How To Beat Walmart: Ambience, Private Label


While there's no denying that it's hard to compete with Walmart, a new report from Kantar Retail says that stores with personality, plenty of private-label choices and steady attention to low prices may actually be more appealing.

Its study, "Challenging the Behemoth," compared Walmart to Market Basket, a growing regional grocer with some 60 stores in New England. Like Walmart, it's made low prices the heart of its positioning, using a "no frills" store layout and a "More for Your Dollar" tagline to appeal to shoppers. On the same day, Kantar execs visited both a Market Basket and a Walmart Supercenter in Epping, N.H., comparing the two stores on four dimensions: Basket analysis, merchandise assortment, endcap promotions, and store ambiance.

The verdict? While Walmart was "decidedly less cluttered, it's one thing to be clean and another thing to be antiseptic and sterile," Leon Nicholas, director of retail insights for Kantar and one of the report's authors, tells Marketing Daily. "Walmart can run that risk in some of its stores, where it has cleared out 'Action Alley.' It may have created too much white space."



In most ways, Walmart was the clear winner on price, with a basket of identical branded items coming in 9.5% less expensive than Market Basket's. (The price differences were most pronounced in health and beauty, with five of the six branded products at least 30% cheaper at Walmart.) But Market Basket's prices were also aggressive and competitive, particularly in edible grocery. And it did better on private-label offerings, which were 5.3% more expensive at Walmart.

Perhaps more surprising was that the smaller store also offered more variety, with more choices in both brands and private labels in two of three categories it measured.

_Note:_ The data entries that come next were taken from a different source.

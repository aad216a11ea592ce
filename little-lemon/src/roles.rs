//! Caller roles and the access rules built on them.
//!
//! Catalog and group administration follow the staff flag. Order gates look at
//! group membership directly, so a caller in several groups passes every gate
//! one of those groups opens. `Role` is the single label reported to clients.
//! Handlers only consult the predicates here.

use crate::models::{Order, User};

#[derive(Debug, Clone, Copy, PartialEq, Eq, Hash)]
pub enum Group {
    Manager,
    DeliveryCrew,
}

impl Group {
    pub const ALL: [Group; 2] = [Group::Manager, Group::DeliveryCrew];

    /// Name as stored in the `groups` table.
    pub fn as_str(self) -> &'static str {
        match self {
            Group::Manager => "Manager",
            Group::DeliveryCrew => "Delivery crew",
        }
    }

    pub fn from_name(name: &str) -> Option<Self> {
        Self::ALL.into_iter().find(|group| group.as_str() == name)
    }
}

#[derive(Debug, Clone, Copy, PartialEq, Eq, Hash)]
pub enum Role {
    Admin,
    Manager,
    DeliveryCrew,
    Customer,
}

impl Role {
    /// Display label: staff outranks group membership, Manager outranks Delivery crew.
    pub fn resolve(is_staff: bool, groups: &[Group]) -> Self {
        if is_staff {
            Role::Admin
        } else if groups.contains(&Group::Manager) {
            Role::Manager
        } else if groups.contains(&Group::DeliveryCrew) {
            Role::DeliveryCrew
        } else {
            Role::Customer
        }
    }

    pub fn as_str(self) -> &'static str {
        match self {
            Role::Admin => "admin",
            Role::Manager => "manager",
            Role::DeliveryCrew => "delivery_crew",
            Role::Customer => "customer",
        }
    }
}

/// Which orders a caller may see.
#[derive(Debug, Clone, Copy, PartialEq, Eq)]
pub enum OrderScope {
    All,
    AssignedTo(i64),
}

impl OrderScope {
    pub fn admits(self, order: &Order) -> bool {
        match self {
            OrderScope::All => true,
            OrderScope::AssignedTo(crew_id) => order.delivery_crew_id == Some(crew_id),
        }
    }
}

/// The authenticated account behind a request.
#[derive(Debug, Clone, PartialEq, Eq)]
pub struct Caller {
    pub user: User,
    pub groups: Vec<Group>,
    pub role: Role,
}

impl Caller {
    pub fn new(user: User, groups: Vec<Group>) -> Self {
        let role = Role::resolve(user.is_staff, &groups);
        Self { user, groups, role }
    }

    pub fn id(&self) -> i64 {
        self.user.id
    }

    pub fn can_manage_catalog(&self) -> bool {
        self.role == Role::Admin
    }

    pub fn can_manage_groups(&self) -> bool {
        self.role == Role::Admin
    }

    pub fn in_group(&self, group: Group) -> bool {
        self.groups.contains(&group)
    }

    pub fn can_assign_delivery(&self) -> bool {
        self.in_group(Group::Manager)
    }

    /// Only the crew member assigned to this very order may change its status.
    pub fn can_update_status(&self, order: &Order) -> bool {
        self.in_group(Group::DeliveryCrew) && order.delivery_crew_id == Some(self.id())
    }

    /// Delivery crew membership narrows the view to assigned orders, whatever else the caller is.
    pub fn order_scope(&self) -> OrderScope {
        if self.in_group(Group::DeliveryCrew) {
            OrderScope::AssignedTo(self.id())
        } else {
            OrderScope::All
        }
    }
}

But the biggest difference, the study's authors say, was in the store's mood and personality. "Market Basket employed several means to suggest a more personal, authentic atmosphere," they write, including personalized interaction, such as handwritten signs, live announcements over the store's public address system, and employees assisting shoppers in the aisle. None of those occurred on the Walmart trip.

While the décor was seen as somewhat more downscale, it was also warmer than Walmart's, which is "cold and crisp at the same time," with digital signs and SmartTV displays coming across as impersonal, they write. "Walmart was so clean that it became almost sterile and so uniform that it turned almost faceless."

That said, Nicholas certainly isn't counting Walmart out when it comes to developing smaller, friendlier formats. "It knows very well how to run smaller formats-it does so all over the world, and many in the U.S.," he says, adding that Marketside, a smaller, more upscale format that it began testing in Phoenix just before the recession began, may turn out to be a victim of poor timing as much as anything else. "Phoenix turned out to be one of the worst housing markets in the country," he says. "Going forward, I think you will see Walmart continuing to try smaller format stores."